Might raise some very good questions about integrity and so forth, but wouldn't affect legal status of citizenship.
Dual citizenship is not legally recognized by the US. I could acquire Mexican, Chinese, Zimbabwean and Peruvian citizenship, and it wouldn't change my status as a US citizen unless I specifically and legally renounced my US citizenship.
20 posted on
11/11/2010 4:08:29 AM PST by
Sherman Logan
(You shall know the truth, and it shall piss you off)
To: Sherman Logan
We have a friend who had dual citizenship with Switzerland, when he turned 18 he had to declare one or the other. I only know about this because of the hassle he had when he was trying to get his AF commission/clearances.
30 posted on
11/11/2010 5:27:59 AM PST by
Vor Lady
To: Sherman Logan
It's not about citizenship.
It's about eligibility.
Two separate issues.
35 posted on
11/11/2010 5:51:24 AM PST by
Beckwith
(A "natural born citizen" -- two American citizen parents and born in the USA.)
To: Sherman Logan
Might raise some very good questions about integrity and so forth, but wouldn't affect legal status of citizenship.

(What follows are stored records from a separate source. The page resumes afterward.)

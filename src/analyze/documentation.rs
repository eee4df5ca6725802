use super::Analyzer;
use crate::types::facts::RepoFacts;
use crate::types::score::{AnalyzerKind, Issue, PartialScore};

pub const MAX_SCORE: u32 = 40;

pub const MISSING_README: &str = "documentation.missing_readme";
pub const SHORT_README: &str = "documentation.short_readme";
pub const MISSING_SECTION: &str = "documentation.missing_section";

const SECTIONS: [(&str, &str); 3] = [
    ("installation", "README lacks an installation section"),
    ("usage", "README lacks a usage section"),
    ("contributing", "README lacks a contributing section"),
];

pub struct DocumentationAnalyzer;

impl Analyzer for DocumentationAnalyzer {
    fn kind(&self) -> AnalyzerKind {
        AnalyzerKind::Documentation
    }

    fn max_score(&self) -> u32 {
        MAX_SCORE
    }

    fn analyze(&self, facts: &RepoFacts) -> PartialScore {
        let Some(readme) = facts.readme.as_deref().filter(|text| !text.trim().is_empty()) else {
            return PartialScore::new(
                0,
                MAX_SCORE,
                vec![Issue::new(MISSING_README, "README is missing or unreadable")],
            );
        };

        let mut score = 0;
        let mut issues = Vec::new();
        let length = readme.chars().count();
        if length > 1000 {
            score += 10;
        } else if length > 300 {
            score += 5;
        } else {
            issues.push(Issue::new(
                SHORT_README,
                format!("README is very short ({length} characters)"),
            ));
        }

        let lower = readme.to_lowercase();
        for (keyword, message) in SECTIONS {
            if lower.contains(keyword) {
                score += 10;
            } else {
                issues.push(Issue::new(MISSING_SECTION, message));
            }
        }

        PartialScore::new(score, MAX_SCORE, issues)
    }
}
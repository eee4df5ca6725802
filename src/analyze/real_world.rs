use super::Analyzer;
use crate::types::facts::{RepoFacts, RepoMetadata};
use crate::types::score::{AnalyzerKind, PartialScore};

pub const MAX_SCORE: u32 = 20;
const BASELINE: u32 = 10;

/// Credits popularity, activity and community signals from hosting metadata
/// on top of a fixed baseline, capped at the maximum. Local checkouts carry no
/// metadata and receive the baseline only.
pub struct RealWorldAnalyzer;

impl Analyzer for RealWorldAnalyzer {
    fn kind(&self) -> AnalyzerKind {
        AnalyzerKind::RealWorld
    }

    fn max_score(&self) -> u32 {
        MAX_SCORE
    }

    fn analyze(&self, facts: &RepoFacts) -> PartialScore {
        let mut score = BASELINE;
        if let Some(meta) = &facts.metadata {
            if meta.stars > 50 {
                score += 4;
            }
            if meta.forks > 10 {
                score += 2;
            }
            if meta.watchers > 20 {
                score += 2;
            }
            match meta.days_since_update(facts.observed_at) {
                Some(days) if days < 30 => score += 2,
                Some(days) if days < 90 => score += 1,
                _ => {}
            }
            score += community_signals(meta);
        }
        PartialScore::new(score.min(MAX_SCORE), MAX_SCORE, Vec::new())
    }
}

/// One point per sign that people can find, discuss and contribute to the project.
fn community_signals(meta: &RepoMetadata) -> u32 {
    let described = meta
        .description
        .as_deref()
        .is_some_and(|text| text.trim().chars().count() > 50);
    [
        described,
        meta.has_wiki,
        meta.has_issues,
        meta.subscribers > 10,
        meta.open_issues > 0,
        meta.open_pulls > 0,
    ]
    .into_iter()
    .filter(|signal| *signal)
    .count() as u32
}
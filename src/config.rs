use crate::error::{GradeError, Result};
use crate::types::config::GradeConfig;
use std::path::{Path, PathBuf};
use toml::map::Map;
use toml::Value;
use tracing::debug;

pub const DEFAULT_CONFIG_FILE: &str = "gitgrade.toml";
pub const DEFAULT_LOCAL_FILE: &str = ".gitgrade/local.toml";
pub const DEFAULT_GLOBAL_CONFIG_FILE: &str = ".config/gitgrade/config.toml";

/// Loads an explicit file, or merges global, working-directory and local layers.
pub fn load_config(explicit: Option<&Path>) -> Result<GradeConfig> {
    if let Some(path) = explicit {
        if !path.exists() {
            return Err(GradeError::ConfigParse(format!(
                "config file not found: {}",
                path.display()
            )));
        }
        let cfg: GradeConfig = read_toml_value(path)?
            .try_into()
            .map_err(|e: toml::de::Error| GradeError::ConfigParse(e.to_string()))?;
        cfg.validate()?;
        return Ok(cfg);
    }

    let global = std::env::var_os("HOME")
        .map(PathBuf::from)
        .map(|home| home.join(DEFAULT_GLOBAL_CONFIG_FILE));
    let cwd = std::env::current_dir()?;
    load_layered(&cwd, global.as_deref())
}

pub(crate) fn load_layered(root: &Path, global_path: Option<&Path>) -> Result<GradeConfig> {
    let mut merged = Value::Table(Map::new());
    if let Some(path) = global_path {
        merge_file_if_exists(&mut merged, path)?;
    }
    merge_file_if_exists(&mut merged, &root.join(DEFAULT_CONFIG_FILE))?;
    merge_file_if_exists(&mut merged, &root.join(DEFAULT_LOCAL_FILE))?;

    let cfg: GradeConfig = merged
        .try_into()
        .map_err(|e: toml::de::Error| GradeError::ConfigParse(e.to_string()))?;
    cfg.validate()?;
    Ok(cfg)
}

fn merge_file_if_exists(merged: &mut Value, path: &Path) -> Result<()> {
    if !path.exists() {
        return Ok(());
    }
    debug!(path = %path.display(), "merging config layer");
    let value = read_toml_value(path)?;
    merge_toml(merged, value);
    Ok(())
}

fn read_toml_value(path: &Path) -> Result<Value> {
    let content = std::fs::read_to_string(path)?;
    toml::from_str(&content)
        .map_err(|e| GradeError::ConfigParse(format!("{}: {}", path.display(), e)))
}

fn merge_toml(base: &mut Value, overlay: Value) {
    match (base, overlay) {
        (Value::Table(base_table), Value::Table(overlay_table)) => {
            for (key, value) in overlay_table {
                match base_table.get_mut(&key) {
                    Some(existing) => merge_toml(existing, value),
                    None => {
                        base_table.insert(key, value);
                    }
                }
            }
        }
        (slot, value) => {
            *slot = value;
        }
    }
}

#[cfg(test)]
mod tests {
    use super::*;
    use crate::types::config::ProviderKind;
    use crate::types::score::CategoryBinding;
    use std::fs;
    use tempfile::TempDir;

    #[test]
    fn load_layered_returns_defaults_when_no_files_exist() {
        let dir = TempDir::new().expect("temp dir should be created");
        let cfg = load_layered(dir.path(), None).expect("load should not fail");
        assert_eq!(cfg.provider.kind, ProviderKind::Clone);
        assert_eq!(cfg.timeouts.tool_secs, 90);
    }

    #[test]
    fn load_layered_merges_global_repo_and_local_in_order() {
        let root = TempDir::new().expect("root temp dir should be created");
        let global_root = TempDir::new().expect("global temp dir should be created");
        let global_path = global_root.path().join("config.toml");

        fs::write(
            &global_path,
            r#"
[provider]
kind = "api"
token_env = "GH_PAT"

[timeouts]
http_secs = 5
"#,
        )
        .expect("global config should write");

        fs::write(
            root.path().join(DEFAULT_CONFIG_FILE),
            r#"
[provider]
kind = "clone"

[report]
binding = "distinct"
"#,
        )
        .expect("repo config should write");

        fs::create_dir_all(root.path().join(".gitgrade")).expect("local dir should create");
        fs::write(
            root.path().join(DEFAULT_LOCAL_FILE),
            r#"
[timeouts]
http_secs = 7
"#,
        )
        .expect("local override should write");

        let cfg = load_layered(root.path(), Some(&global_path)).expect("load should succeed");

        assert_eq!(cfg.provider.kind, ProviderKind::Clone);
        assert_eq!(cfg.provider.token_env, "GH_PAT");
        assert_eq!(cfg.timeouts.http_secs, 7);
        assert_eq!(cfg.report.binding, CategoryBinding::Distinct);
    }

    #[test]
    fn explicit_missing_file_is_an_input_error() {
        let dir = TempDir::new().expect("temp dir should be created");
        let missing = dir.path().join("nope.toml");
        let err = load_config(Some(&missing)).expect_err("missing file should fail");
        assert!(matches!(err, GradeError::ConfigParse(_)));
    }

    #[test]
    fn invalid_layer_is_rejected() {
        let dir = TempDir::new().expect("temp dir should be created");
        fs::write(
            dir.path().join(DEFAULT_CONFIG_FILE),
            "[lint]\ncommand = []\n",
        )
        .expect("config should write");
        assert!(load_layered(dir.path(), None).is_err());
    }
}
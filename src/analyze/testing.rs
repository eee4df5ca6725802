use super::Analyzer;
use crate::types::facts::{is_test_path, RepoFacts};
use crate::types::score::{AnalyzerKind, Issue, PartialScore};

pub const MAX_SCORE: u32 = 20;

pub const NO_TESTS: &str = "testing.no_tests";
pub const LOW_RATIO: &str = "testing.low_ratio";

pub struct TestingAnalyzer;

impl Analyzer for TestingAnalyzer {
    fn kind(&self) -> AnalyzerKind {
        AnalyzerKind::Testing
    }

    fn max_score(&self) -> u32 {
        MAX_SCORE
    }

    fn analyze(&self, facts: &RepoFacts) -> PartialScore {
        let (sources, tests) = facts
            .source_files()
            .fold((0usize, 0usize), |(sources, tests), path| {
                (sources + 1, tests + usize::from(is_test_path(path)))
            });

        if tests == 0 {
            return PartialScore::new(
                0,
                MAX_SCORE,
                vec![Issue::new(NO_TESTS, "No test files found")],
            );
        }

        // ratio is compared as tests/sources against halves and fifths without floats
        if tests * 2 > sources {
            PartialScore::new(20, MAX_SCORE, Vec::new())
        } else if tests * 5 > sources {
            PartialScore::new(12, MAX_SCORE, Vec::new())
        } else {
            PartialScore::new(
                6,
                MAX_SCORE,
                vec![Issue::new(
                    LOW_RATIO,
                    format!("Low test ratio: {tests} test file(s) for {sources} source file(s)"),
                )],
            )
        }
    }
}
use crate::types::score::{AnalyzerKind, Category, PartialScore};
use serde::ser::SerializeMap;
use serde::{Serialize, Serializer};

#[derive(Debug, Clone, Copy, PartialEq, Eq, Serialize)]
pub enum SkillLevel {
    Expert,
    Advanced,
    Intermediate,
    Beginner,
    Novice,
}

impl SkillLevel {
    pub fn as_str(self) -> &'static str {
        match self {
            Self::Expert => "Expert",
            Self::Advanced => "Advanced",
            Self::Intermediate => "Intermediate",
            Self::Beginner => "Beginner",
            Self::Novice => "Novice",
        }
    }
}

#[derive(Debug, Clone, Copy, PartialEq, Eq)]
pub enum Badge {
    Trophy,
    Silver,
    Bronze,
    Seedling,
}

impl Badge {
    pub fn symbol(self) -> &'static str {
        match self {
            Self::Trophy => "🏆",
            Self::Silver => "🥈",
            Self::Bronze => "🥉",
            Self::Seedling => "🌱",
        }
    }
}

impl Serialize for Badge {
    fn serialize<S: Serializer>(&self, serializer: S) -> Result<S::Ok, S::Error> {
        serializer.serialize_str(self.symbol())
    }
}

#[derive(Debug, Clone, Copy, PartialEq, Eq, Serialize)]
#[serde(rename_all = "camelCase")]
pub struct ScoreView {
    pub score: u32,
    pub max_score: u32,
}

impl From<&PartialScore> for ScoreView {
    fn from(partial: &PartialScore) -> Self {
        Self {
            score: partial.score,
            max_score: partial.max_score,
        }
    }
}

/// Display categories in fixed order; serializes as a JSON object keyed by label.
#[derive(Debug, Clone, PartialEq, Eq)]
pub struct CategoryScores(pub Vec<(Category, ScoreView)>);

impl Serialize for CategoryScores {
    fn serialize<S: Serializer>(&self, serializer: S) -> Result<S::Ok, S::Error> {
        let mut map = serializer.serialize_map(Some(self.0.len()))?;
        for (category, view) in &self.0 {
            map.serialize_entry(category.label(), view)?;
        }
        map.end()
    }
}

#[derive(Debug, Clone, Serialize)]
#[serde(rename_all = "camelCase")]
pub struct Report {
    pub overall_score: u8,
    pub skill_level: SkillLevel,
    pub badge: Badge,
    pub summary: String,
    pub roadmap: Vec<String>,
    pub scores: CategoryScores,
    #[serde(skip)]
    pub analyzers: Vec<(AnalyzerKind, PartialScore)>,
}

impl Report {
    pub fn issue_count(&self) -> usize {
        self.analyzers
            .iter()
            .map(|(_, partial)| partial.issues.len())
            .sum()
    }
}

^^^^^^^^^^^^^^^^^^^^^^^^^^^^^^^^^^^^^^^^^^^^^^^^^^^^^^^^
Gee! I thought the president of our United States had to be **more** than a citizen. He must be a natural born citizen.
56 posted on
11/11/2010 6:50:07 AM PST by
wintertime
(Re: Obama, Rush Limbaugh said, "He was born here." ( So? Where's the proof?))
To: Sherman Logan
Your not saying an American can go get Mexican citizenship, and then run for US president and qualify as a NBC?